There are two points I'd like to make about bad attitudes. The first is that, as you can see above, adults do not have "powers" that allow them to read the minds of children. My parents made this mistake over and over again. They weren't much better at reading my mind or how I felt than your wife was that day I stayed at your house. You see, parents make mistakes. There's no getting around this. But when a parent uses a force as violent as a Roy Lessin spanking, mistakes are truly damaging, especially when the spanking ritual involves breaking the child's will—or breaking any part of a child's psyche!

The second point about "wrong attitudes" is that you tell parents that their children will be happy with your mode of discipline, or even prefer being spanked. I want to say that I didn't experience that joy. I built myself a cheerful, obedient shell. I lived in that shell, only peeking my head out when I felt safe, for 30 years. It took me another seven years to actually try taking the cheerful, obedient shell off—only to run back into it when something felt like the "old fears of my childhood." I have not been happy living in this shell, constantly pretending to be happy when I felt miserable inside. When I think of a happy child, I think of a child who feels free to express their ideas, thoughts, and emotions. I think that a parent's job is to teach a child how to express their emotions, not hit them with a stick until the child displays the emotion of the parent's choosing.

You write about parents disciplining children for disobedience. It seems pretty simple. The parents set up some rules and the children follow them. When disobedience is based on a child doing or behaving just as the parent asks, following those rules becomes much harder. As your teachings played out in my growing-up years, I found that I violated more rules than I could keep track of. Not only that, one of the rules was to follow through without my mom or dad asking a second time. So perfection became the rule, and perfection was something I failed at miserably. Even in the cheerful, obedient shell, I was not completely safe. The life lesson I took away was that there is no such thing as a second chances. I took this lesson to school, and found that I was afraid to try. Not that my parents didn't encourage me—it was just that if the encouragement didn't work, which it often didn't, they'd spank me for getting letters backwards, words wrong on spelling tests, and so forth. Basically, they spanked me for not trying hard enough.

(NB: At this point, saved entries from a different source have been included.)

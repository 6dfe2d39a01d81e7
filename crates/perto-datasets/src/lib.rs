//! Data layer for the Perto workspace.
//!
//! This crate owns everything that touches dataset records before the search
//! engine sees them: the entity model, JSON ingestion with one-time
//! coordinate normalization, and the checkpoint store that lets backfill
//! jobs resume after an interruption.
//!
//! Coordinates are normalized exactly once, at ingestion: they are rounded
//! to a fixed decimal-degree precision and out-of-range values are dropped
//! to `None`. The query path downstream never re-normalizes.

mod checkpoint;
pub mod error;
mod ingest;
mod model;
pub mod test_data;

pub use checkpoint::BackfillCheckpoint;
pub use error::{DataError, Result};
pub use ingest::{
    DEFAULT_PRECISION, DatasetSource, IngestReport, load_entities, load_entities_with_precision,
};
pub use model::{Coordinates, EntityId, LocatedEntity};
//! Idempotent enrich-if-missing geocoding backfill.
//!
//! The pipeline walks a dataset and fills in coordinates for entities that
//! do not have them yet, asking a chain of pluggable [`Geocoder`] providers
//! in order. Entities that already carry coordinates are never touched, so
//! re-running the pipeline is always safe, and a checkpoint records every
//! attempted id so an interrupted run resumes where it stopped instead of
//! re-hammering the geocoding APIs.
//!
//! This is offline data preparation: the search path never calls into this
//! module.

use futures::future::BoxFuture;
use indicatif::{ProgressBar, ProgressStyle};
use itertools::Itertools;
use perto_datasets::{BackfillCheckpoint, Coordinates, LocatedEntity};
use tracing::{debug, info, instrument, warn};

use crate::config::BackfillConfig;

pub mod providers;

pub use error::BackfillError;
use error::Result;

/// What a provider is asked to geocode.
#[derive(Debug, Clone, Default, PartialEq, Eq)]
pub struct GeocodeQuery {
    pub address: Option<String>,
    pub postal_code: Option<String>,
}

impl GeocodeQuery {
    fn from_entity(entity: &LocatedEntity, config: &BackfillConfig) -> Self {
        Self {
            address: entity.field_str(&config.address_field).map(str::to_string),
            postal_code: entity
                .field_str(&config.postal_code_field)
                .map(str::to_string),
        }
    }

    #[must_use]
    pub fn is_empty(&self) -> bool {
        self.address.is_none() && self.postal_code.is_none()
    }

    /// Best single-line query text: the address when present, else the
    /// bare postal code.
    #[must_use]
    pub fn text(&self) -> Option<&str> {
        self.address.as_deref().or(self.postal_code.as_deref())
    }
}

/// The future a [`Geocoder`] returns.
pub type GeocodeFuture<'a> = BoxFuture<'a, Result<Option<Coordinates>>>;

/// A pluggable geocoding backend.
///
/// Dyn-compatible so one pipeline can hold a mixed provider chain;
/// implementations box their futures.
pub trait Geocoder: Send + Sync {
    fn name(&self) -> &'static str;

    /// Resolve a query to coordinates. `Ok(None)` is a definitive miss and
    /// moves the pipeline on to the next provider; `Err` is transient and
    /// retried with backoff.
    fn geocode<'a>(&'a self, query: &'a GeocodeQuery) -> GeocodeFuture<'a>;
}

/// Totals from one pipeline run.
#[derive(Debug, Clone, Copy, Default, PartialEq, Eq)]
pub struct BackfillReport {
    pub examined: usize,
    pub already_located: usize,
    pub skipped_checkpointed: usize,
    pub skipped_no_query: usize,
    pub geocoded: usize,
    pub unresolved: usize,
}

/// A provider chain plus run configuration.
pub struct BackfillPipeline {
    providers: Vec<Box<dyn Geocoder>>,
    config: BackfillConfig,
}

impl BackfillPipeline {
    #[must_use]
    pub fn new(config: BackfillConfig) -> Self {
        Self {
            providers: Vec::new(),
            config,
        }
    }

    /// Append a provider to the chain; providers are consulted in the order
    /// they were added.
    #[must_use]
    pub fn with_provider(mut self, provider: impl Geocoder + 'static) -> Self {
        self.providers.push(Box::new(provider));
        self
    }

    /// Synchronous entry point for batch jobs; owns its own tokio runtime.
    #[instrument(name = "Backfill", skip_all, level = "info")]
    pub fn run(
        &self,
        entities: &mut [LocatedEntity],
        checkpoint: &mut BackfillCheckpoint,
    ) -> Result<BackfillReport> {
        let rt = tokio::runtime::Runtime::new()?;
        rt.block_on(self.run_async(entities, checkpoint))
    }

    /// Walk the dataset once, enriching unlocated entities in place.
    pub async fn run_async(
        &self,
        entities: &mut [LocatedEntity],
        checkpoint: &mut BackfillCheckpoint,
    ) -> Result<BackfillReport> {
        info!(
            providers = %self.providers.iter().map(|p| p.name()).join(", "),
            total = entities.len(),
            "starting backfill"
        );

        let bar = if self.config.progress {
            ProgressBar::new(entities.len() as u64)
        } else {
            ProgressBar::hidden()
        };
        bar.set_style(
            ProgressStyle::default_bar()
                .template("{msg} [{wide_bar}] {pos}/{len}")
                .expect("Progress bar template")
                .progress_chars("█░"),
        );
        bar.set_message("Geocoding");

        let mut report = BackfillReport::default();
        let mut since_checkpoint = 0usize;

        for entity in entities.iter_mut() {
            bar.inc(1);
            report.examined += 1;

            if entity.has_location() {
                report.already_located += 1;
                continue;
            }
            if checkpoint.contains(&entity.id) {
                report.skipped_checkpointed += 1;
                continue;
            }

            let mut query = GeocodeQuery::from_entity(entity, &self.config);
            if query.address.is_none() && self.config.expand_postal_codes {
                if let Some(cep) = query.postal_code.clone() {
                    // Best-effort; a failed expansion degrades to querying
                    // with the bare postal code.
                    match providers::expand_postal_code(&cep).await {
                        Ok(Some(address)) => query.address = Some(address),
                        Ok(None) => {}
                        Err(error) => {
                            warn!(id = %entity.id, %error, "postal code expansion failed");
                        }
                    }
                }
            }
            if query.is_empty() {
                debug!(id = %entity.id, "no address or postal code to geocode");
                report.skipped_no_query += 1;
                continue;
            }

            match self.resolve(&query).await {
                Some(coords) => {
                    entity.set_location(coords.rounded(self.config.coordinate_precision));
                    report.geocoded += 1;
                }
                None => report.unresolved += 1,
            }

            checkpoint.insert(entity.id.clone());
            since_checkpoint += 1;
            if since_checkpoint >= self.config.checkpoint_every && checkpoint.is_persistent() {
                checkpoint.save()?;
                since_checkpoint = 0;
            }

            tokio::time::sleep(self.config.request_delay).await;
        }

        if checkpoint.is_persistent() {
            checkpoint.save()?;
        }
        bar.finish_and_clear();
        info!(?report, "backfill finished");
        Ok(report)
    }

    /// Try each provider in order; within a provider, retry transient
    /// errors with exponential backoff. A definitive miss (`Ok(None)`)
    /// falls through to the next provider immediately.
    async fn resolve(&self, query: &GeocodeQuery) -> Option<Coordinates> {
        for provider in &self.providers {
            let mut backoff = self.config.initial_backoff;
            for attempt in 1..=self.config.max_attempts {
                match provider.geocode(query).await {
                    Ok(Some(coords)) => {
                        debug!(provider = provider.name(), %coords, "geocoded");
                        return Some(coords);
                    }
                    Ok(None) => break,
                    Err(error) => {
                        warn!(
                            provider = provider.name(),
                            attempt,
                            %error,
                            "geocode attempt failed"
                        );
                        if attempt < self.config.max_attempts {
                            tokio::time::sleep(backoff).await;
                            backoff *= 2;
                        }
                    }
                }
            }
        }
        None
    }
}

mod error {
    use thiserror::Error;

    #[derive(Error, Debug)]
    pub enum BackfillError {
        #[error("HTTP error: {0}")]
        Http(#[from] reqwest::Error),
        #[error("Provider {provider} rejected the request with status {status}")]
        ProviderStatus { provider: &'static str, status: u16 },
        #[error("Provider {provider} returned an unusable payload: {detail}")]
        ProviderPayload {
            provider: &'static str,
            detail: String,
        },
        #[error("IO error: {0}")]
        Io(#[from] std::io::Error),
        #[error("Checkpoint error: {0}")]
        Checkpoint(#[from] perto_datasets::DataError),
    }

    pub type Result<T> = std::result::Result<T, BackfillError>;
}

I haven't even mentioned the hundreds of other issues they spanked me for. I learned how to live helplessly. Not only did I face my own internal disappointment at not getting something correct, I faced a Roy Lessin spanking at home when I wore out my encouragement. I grew up thinking that I was mentally handicapped. Later, as a grown adult, I found out that I'm dyslexic—something a Roy Lessin spanking would never cure.

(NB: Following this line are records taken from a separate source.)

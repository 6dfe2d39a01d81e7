//! ViaCEP postal-code expansion.
//!
//! ViaCEP resolves a Brazilian CEP to a street address but returns no
//! coordinates, so it feeds the geocoders instead of being one: the
//! pipeline calls [`expand_postal_code`] when an entity has a CEP but no
//! address, and geocodes the resulting address text.

use once_cell::sync::Lazy;
use reqwest::Client;
use serde::Deserialize;
use tracing::debug;

use super::USER_AGENT;
use crate::backfill::BackfillError;

static CLIENT: Lazy<Client> = Lazy::new(Client::new);

#[derive(Debug, Deserialize)]
struct Payload {
    /// Present (any shape) only when the CEP does not exist.
    #[serde(default)]
    erro: Option<serde_json::Value>,
    #[serde(default)]
    logradouro: String,
    #[serde(default)]
    bairro: String,
    #[serde(default)]
    localidade: String,
    #[serde(default)]
    uf: String,
}

impl Payload {
    fn into_address(self) -> Option<String> {
        if self.erro.is_some() {
            return None;
        }
        let parts: Vec<&str> = [
            self.logradouro.as_str(),
            self.bairro.as_str(),
            self.localidade.as_str(),
            self.uf.as_str(),
        ]
        .into_iter()
        .filter(|part| !part.is_empty())
        .collect();
        if parts.is_empty() {
            None
        } else {
            Some(parts.join(", "))
        }
    }
}

/// Strip formatting from a CEP; `None` unless exactly eight digits remain.
fn normalize_cep(cep: &str) -> Option<String> {
    let digits: String = cep.chars().filter(char::is_ascii_digit).collect();
    (digits.len() == 8).then_some(digits)
}

/// Resolve a CEP like `"01304-001"` to a single-line street address, or
/// `None` when the CEP is malformed or unknown.
pub async fn expand_postal_code(cep: &str) -> Result<Option<String>, BackfillError> {
    let Some(digits) = normalize_cep(cep) else {
        return Ok(None);
    };

    let url = format!("https://viacep.com.br/ws/{digits}/json/");
    let payload: Payload = CLIENT
        .get(&url)
        .header(reqwest::header::USER_AGENT, USER_AGENT)
        .send()
        .await?
        .error_for_status()?
        .json()
        .await?;

    let address = payload.into_address();
    debug!(cep = digits, ?address, "postal code expanded");
    Ok(address)
}

#[cfg(test)]
mod tests {
    use super::*;

    #[test]
    fn test_normalize_cep() {
        assert_eq!(normalize_cep("01304-001"), Some("01304001".to_string()));
        assert_eq!(normalize_cep("01304001"), Some("01304001".to_string()));
        assert_eq!(normalize_cep("1304-001"), None);
        assert_eq!(normalize_cep("not a cep"), None);
    }

    #[test]
    fn test_payload_composes_address() {
        let raw = r#"{
            "cep": "01304-001",
            "logradouro": "Rua Augusta",
            "bairro": "Consolação",
            "localidade": "São Paulo",
            "uf": "SP"
        }"#;
        let payload: Payload = serde_json::from_str(raw).unwrap();
        assert_eq!(
            payload.into_address(),
            Some("Rua Augusta, Consolação, São Paulo, SP".to_string())
        );
    }

    #[test]
    fn test_error_payload_means_unknown_cep() {
        let older: Payload = serde_json::from_str(r#"{"erro": true}"#).unwrap();
        assert_eq!(older.into_address(), None);

        let newer: Payload = serde_json::from_str(r#"{"erro": "true"}"#).unwrap();
        assert_eq!(newer.into_address(), None);
    }

    #[test]
    fn test_empty_fields_are_skipped() {
        let payload: Payload =
            serde_json::from_str(r#"{"localidade": "São Paulo", "uf": "SP"}"#).unwrap();
        assert_eq!(payload.into_address(), Some("São Paulo, SP".to_string()));
    }
}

For most of my life, I worried that I'd remembered all this wrong. About eleven years ago I called Char and asked her to listen to while I recalled a Roy Lessin spanking for her. I described to her in as much detail as I could remember the beatings I endured again and again. Char told me that my memories were exactly what you and she had taught my parents. I had not remembered wrong! I read your book a few weeks ago. I was again surprised to realize I knew and remembered your teachings very well. After the years of growing up around your family and hearing you preach at Outreach, your book brought back your painful teachings and the painful memories I've been trying so hard to live with. I kept wanting to grab my cheerful, obedient shell because to this day I feel scared when I think of all theRoy Lessin spankings and teachings.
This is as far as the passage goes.